What are the chances of MPs being recalled?
- Published
Parliament is supposed to be on its Christmas/New Year break until 5 January, but even before the current Covid-19-borders crisis, there was always the expectation that MPs and peers could be summoned back to debate an 11th hour Post-Brexit trade agreement.
Now, with millions under severe restrictions and border closures against the new fast-spreading Covid variant, there are new and urgent subjects to be discussed.
Labour leader Sir Kier Starmer has said "there is a case to look at whether we should recall Parliament" over the latest Covid developments and MPs like 1922 Committee grandee Charles Walker and former Chief Whip Mark Harper want a chance to debate and vote on the tough new restrictions the government has announced.
Remember, these restrictions came with Parliament in recess, just days after the PM denounced Labour for wanting to "cancel Christmas".
Public opinion
Public Administration Committee chairman William Wragg has called this an "an Olympic medal-winning-cartwheeling-somersaulting volte-face," a remark which gives some idea of the level of angst building up on the Tory benches.
Some want to debate the border situation, particularly in Kent, and others may want to call for an extension of the Brexit transition period; but wishes don't recall Parliament, ministers do.
Specifically, a minister of the Crown must request the Speaker to recall MPs.
The Speaker then considers whether this would be in the public interest (it's hard to imagine a situation where a minister would ask for a recall and the Speaker denied them).
Typically, the prime minister phones the Speaker and the discussion actually revolves around timing and process issues.
But the gaping hole in this process is that there is no mechanism for anybody but the government to bring Parliament back from a recess early.
So, if ministers don't want MPs debating some holiday crisis, MPs don't come back.
The only constraint is public opinion, and a clamour for Parliament to return that is too intense for a government to ignore.
'Superspreader' event
And it's hard to see such a bandwagon gaining momentum with the distractions of Christmas just days away.
In current circumstances, there are further complications; it would be legal for MPs to travel to their place of work - the Commons chamber - even though it's in a tier four area, because they can't perform their full representative role from home.
But there would be considerable concern about any debate becoming a "superspreader" event in its own right.
Even before the news about the new Covid variant emerged, the Speaker, Sir Lindsay Hoyle, was concerned to minimise footfall in the Parliamentary estate, and doubtless he will be pondering whether it changes the number of MPs who can be allowed in the chamber safely.
Then there are the current rules for debate.
MPs can participate remotely in "interrogatory proceedings" which means question times, statements and urgent questions; they cannot speak in debates on legislation, which includes debates on, for example Covid regulations.
Irate backbenchers
There are already plenty of MPs who have to shield, and who believe they, and through them, their voters, are disenfranchised.
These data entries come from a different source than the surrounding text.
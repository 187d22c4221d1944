//! Tests for the GeoTIFF builder, read back through the block reader

extern crate std;

use ndarray::Array3;
use std::io::Cursor;

use crate::io::byte_order::ByteOrder;
use crate::raster::block_reader::BlockReader;
use crate::raster::sample::{SampleKind, SampleLayout};
use crate::raster::transform::GeoTransform;
use crate::raster::window::Window;
use crate::tiff::builder::GeoTiffBuilder;
use crate::tiff::constants::{compression, tags};
use crate::tiff::reader::TiffReader;

fn sample_data(bands: usize, rows: usize, cols: usize) -> Array3<f64> {
    Array3::from_shape_fn((bands, rows, cols), |(b, r, c)| ((b * 7 + r * 3 + c) % 250) as f64)
}

fn read_back(bytes: Vec<u8>, window: &Window) -> Array3<f64> {
    let mut cursor = Cursor::new(bytes);
    let mut reader = TiffReader::new();
    let tiff = reader.read(&mut cursor).unwrap();
    let ifd = tiff.main_ifd().unwrap();
    let blocks = BlockReader::from_ifd(&mut cursor, &reader, ifd, tiff.byte_order).unwrap();
    blocks.read_window(&mut cursor, window).unwrap()
}

fn transform() -> GeoTransform {
    GeoTransform::north_up(500.0, 1000.0, 30.0, 30.0)
}

#[test]
fn test_default_layout_reads_back() {
    let data = sample_data(3, 20, 13);
    let bytes = GeoTiffBuilder::new(data.clone(), transform()).to_bytes().unwrap();

    std::assert_eq!(read_back(bytes, &Window::new(0, 0, 13, 20)), data);
}

#[test]
fn test_layouts_and_encodings_read_back() {
    let data = sample_data(4, 37, 29);
    let full = Window::new(0, 0, 29, 37);

    let builders = [
        GeoTiffBuilder::new(data.clone(), transform()).strips(5).planar(true),
        GeoTiffBuilder::new(data.clone(), transform()).tiles(16, 16),
        GeoTiffBuilder::new(data.clone(), transform()).tiles(16, 32).planar(true),
        GeoTiffBuilder::new(data.clone(), transform()).byte_order(ByteOrder::BigEndian).tiles(16, 16),
        GeoTiffBuilder::new(data.clone(), transform()).big_tiff(true).strips(7),
        GeoTiffBuilder::new(data.clone(), transform()).big_tiff(true).byte_order(ByteOrder::BigEndian).planar(true),
        GeoTiffBuilder::new(data.clone(), transform()).compression(compression::DEFLATE).predictor(true),
        GeoTiffBuilder::new(data.clone(), transform()).compression(compression::ZSTD).tiles(16, 16).predictor(true),
        GeoTiffBuilder::new(data.clone(), transform())
            .sample_layout(SampleLayout { bits: 8, kind: SampleKind::Unsigned })
            .compression(compression::DEFLATE),
    ];

    for (i, builder) in builders.iter().enumerate() {
        let bytes = builder.to_bytes().unwrap();
        std::assert_eq!(read_back(bytes, &full), data, "builder #{}", i);
    }
}

#[test]
fn test_signed_and_float_samples_read_back() {
    let data = Array3::from_shape_fn((2, 9, 9), |(b, r, c)| (r as f64 - 4.0) * 1.5 + c as f64 * 0.25 - b as f64);

    let float = GeoTiffBuilder::new(data.clone(), transform())
        .sample_layout(SampleLayout { bits: 64, kind: SampleKind::Float })
        .compression(compression::ZSTD)
        .to_bytes()
        .unwrap();
    std::assert_eq!(read_back(float, &Window::square(0, 0, 9)), data);

    let ints = data.mapv(|v| v.round());
    let signed = GeoTiffBuilder::new(ints.clone(), transform())
        .sample_layout(SampleLayout { bits: 16, kind: SampleKind::Signed })
        .predictor(true)
        .to_bytes()
        .unwrap();
    std::assert_eq!(read_back(signed, &Window::square(0, 0, 9)), ints);
}

#[test]
fn test_partial_window_matches_source_slice() {
    let data = sample_data(2, 40, 40);
    let bytes = GeoTiffBuilder::new(data.clone(), transform()).tiles(16, 16).to_bytes().unwrap();

    let out = read_back(bytes, &Window::square(14, 30, 5));
    for band in 0..2 {
        for r in 0..5 {
            for c in 0..5 {
                std::assert_eq!(out[[band, r, c]], data[[band, 30 + r, 14 + c]]);
            }
        }
    }
}

#[test]
fn test_georeference_tags_are_written() {
    let bytes = GeoTiffBuilder::new(sample_data(1, 4, 4), transform()).to_bytes().unwrap();
    let mut cursor = Cursor::new(bytes);
    let mut reader = TiffReader::new();
    let tiff = reader.read(&mut cursor).unwrap();
    let ifd = tiff.main_ifd().unwrap();

    let scale = reader.read_tag_f64_values(&mut cursor, ifd, tags::MODEL_PIXEL_SCALE_TAG).unwrap();
    let tiepoint = reader.read_tag_f64_values(&mut cursor, ifd, tags::MODEL_TIEPOINT_TAG).unwrap();
    std::assert_eq!(GeoTransform::from_tiepoint_and_scale(&tiepoint, &scale).unwrap(), transform());
}

#[test]
fn test_pixel_is_point_tiepoint_refers_to_pixel_center() {
    let bytes = GeoTiffBuilder::new(sample_data(1, 4, 4), transform())
        .pixel_is_point(true)
        .to_bytes()
        .unwrap();
    let mut cursor = Cursor::new(bytes);
    let mut reader = TiffReader::new();
    let tiff = reader.read(&mut cursor).unwrap();
    let ifd = tiff.main_ifd().unwrap();

    let keys = reader.read_tag_values(&mut cursor, ifd, tags::GEO_KEY_DIRECTORY_TAG).unwrap();
    std::assert_eq!(keys, vec![1, 1, 0, 1, 1025, 0, 1, 2]);

    let scale = reader.read_tag_f64_values(&mut cursor, ifd, tags::MODEL_PIXEL_SCALE_TAG).unwrap();
    let tiepoint = reader.read_tag_f64_values(&mut cursor, ifd, tags::MODEL_TIEPOINT_TAG).unwrap();
    let (center_x, center_y) = transform().pixel_to_world(0.5, 0.5);
    std::assert_eq!((tiepoint[3], tiepoint[4]), (center_x, center_y));

    let written = GeoTransform::from_tiepoint_and_scale(&tiepoint, &scale).unwrap();
    std::assert_eq!(written.point_to_area(), transform());
}

#[test]
fn test_float_predictor_is_rejected() {
    let result = GeoTiffBuilder::new(sample_data(1, 4, 4), transform())
        .sample_layout(SampleLayout { bits: 32, kind: SampleKind::Float })
        .predictor(true)
        .to_bytes();
    std::assert!(result.is_err());
}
Watch figures like Tracey Crouch, Cheryl Gillan, John Baron and Procedure Committee chair Karen Bradley.
During the first lockdown, MPs were permitted to vote online, but at the moment they can only vote by proxy, which is why the government Deputy Chief Whip, Stuart Andrew, currently wields around 250 votes.
To be sure, he has to cast the proxy votes according to the dictates of their owners, even if they are votes against the government, but it's still an uncomfortable look.
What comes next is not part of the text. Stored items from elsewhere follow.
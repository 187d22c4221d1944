//! Chip extraction command
//!
//! Discovers the tiles in a directory, extracts chips around the
//! coordinates of a coordinates document and prints a summary. Chips can
//! also be written out as NPY files.

use clap::ArgMatches;
use log::info;
use std::path::{Path, PathBuf};

use crate::api::ChipKit;
use crate::commands::command_traits::Command;
use crate::errors::{ChipError, ChipResult};
use crate::extractor::{ChipMap, ExtractionConfig, WindowAnchor};

/// Command for extracting chips around coordinates
pub struct ExtractCommand {
    /// Path to the coordinates document
    coordinates_file: PathBuf,
    /// Directory holding the raster tiles
    raster_dir: PathBuf,
    /// Directory the chips are written to, if any
    output_dir: Option<PathBuf>,
    /// Resolved extraction settings
    config: ExtractionConfig,
    /// Whether to draw a progress bar
    show_progress: bool,
}

impl ExtractCommand {
    /// Create a new extract command
    ///
    /// # Arguments
    /// * `args` - Matches of the `extract` subcommand
    ///
    /// # Returns
    /// A new ExtractCommand instance or an error
    pub fn new(args: &ArgMatches) -> ChipResult<Self> {
        let coordinates_file = args.get_one::<String>("coordinates")
            .map(PathBuf::from)
            .ok_or_else(|| ChipError::Config("Missing coordinates file".to_string()))?;
        let raster_dir = args.get_one::<String>("raster-dir")
            .map(PathBuf::from)
            .ok_or_else(|| ChipError::Config("Missing raster directory".to_string()))?;
        info!("Coordinates: {}, tiles: {}", coordinates_file.display(), raster_dir.display());

        let config = resolve_config(args)?;
        info!("Chip size: {}, periods: {}, anchor: {}", config.chip_size, config.num_periods, config.anchor);

        let output_dir = args.get_one::<String>("output").map(PathBuf::from);
        let show_progress = !args.get_flag("quiet");

        Ok(ExtractCommand {
            coordinates_file,
            raster_dir,
            output_dir,
            config,
            show_progress,
        })
    }

    pub fn config(&self) -> &ExtractionConfig {
        &self.config
    }

    fn print_summary(&self, chips: &ChipMap) {
        println!("Chips for {} coordinates:", chips.len());
        for (coordinate, sample) in chips {
            let shape = sample.periods.first().map(|chip| chip.dim());
            match shape {
                Some((bands, rows, cols)) => println!("  {}: {} periods of {}x{}x{} from {}",
                                                      coordinate, sample.len(), bands, rows, cols,
                                                      sample.source().display()),
                None => println!("  {}: no periods from {}", coordinate, sample.source().display()),
            }
        }
    }

    fn save_chips(&self, chips: &ChipMap, output_dir: &Path) -> ChipResult<()> {
        let written = chips.save_npy(output_dir)?;
        info!("Wrote {} chip files to {}", written, output_dir.display());
        println!("Wrote {} chip files to {}", written, output_dir.display());
        Ok(())
    }
}

impl Command for ExtractCommand {
    fn execute(&self) -> ChipResult<()> {
        let kit = ChipKit::new(self.config.clone())?;
        let (chips, stats) = kit.extract(&self.coordinates_file, &self.raster_dir, self.show_progress)?;

        self.print_summary(&chips);
        println!("{}", stats);

        if let Some(output_dir) = &self.output_dir {
            self.save_chips(&chips, output_dir)?;
        }
        Ok(())
    }
}

/// Layer settings: defaults, then the `--config` file, then explicit flags
pub fn resolve_config(args: &ArgMatches) -> ChipResult<ExtractionConfig> {
    let mut config = match args.get_one::<String>("config") {
        Some(path) => {
            info!("Loading configuration from {}", path);
            ExtractionConfig::from_toml_file(Path::new(path))?
        }
        None => ExtractionConfig::default(),
    };

    if let Some(chip_size) = args.get_one::<usize>("chip-size") {
        config.chip_size = *chip_size;
    }
    if let Some(periods) = args.get_one::<usize>("periods") {
        config.num_periods = *periods;
    }
    if let Some(anchor) = args.get_one::<String>("anchor") {
        config.anchor = anchor.parse::<WindowAnchor>().map_err(ChipError::Config)?;
    }

    config.validate()?;
    Ok(config)
}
MPs voted to put these rules in place, so they cannot be changed without a further vote.
Up to now, Commons leader Jacob Rees Mogg has been firmly against changing them to allow remote participation and remote voting again.
And if he does not relent it is unlikely that the rules could be changed - the government controls the Commons agenda and there would be no way to get the issue debated, certainly on the day of a recall, without their agreement.
Mr Rees-Mogg has now written to Karen Bradley to say the government plans to allow online participation in all Commons debates, when the House next sits. But he wants to keep the proxy voting system in place rather than allow online voting by MPs.
UPDATE: The Hansard Society's Dr Ruth Fox points out that, given the time constraints of a short sitting intended to agree a bill to implement a future relationship treaty with the EU, a motion for the immediate resumption of full virtual proceedings could be agreed fairly rapidly.
The requirement for a quorum of 40 MPs (including tellers and the Speaker) has been modified to allow proxy votes to count toward the quorum.
That would allow the Whips to use proxy votes to secure the necessary motion.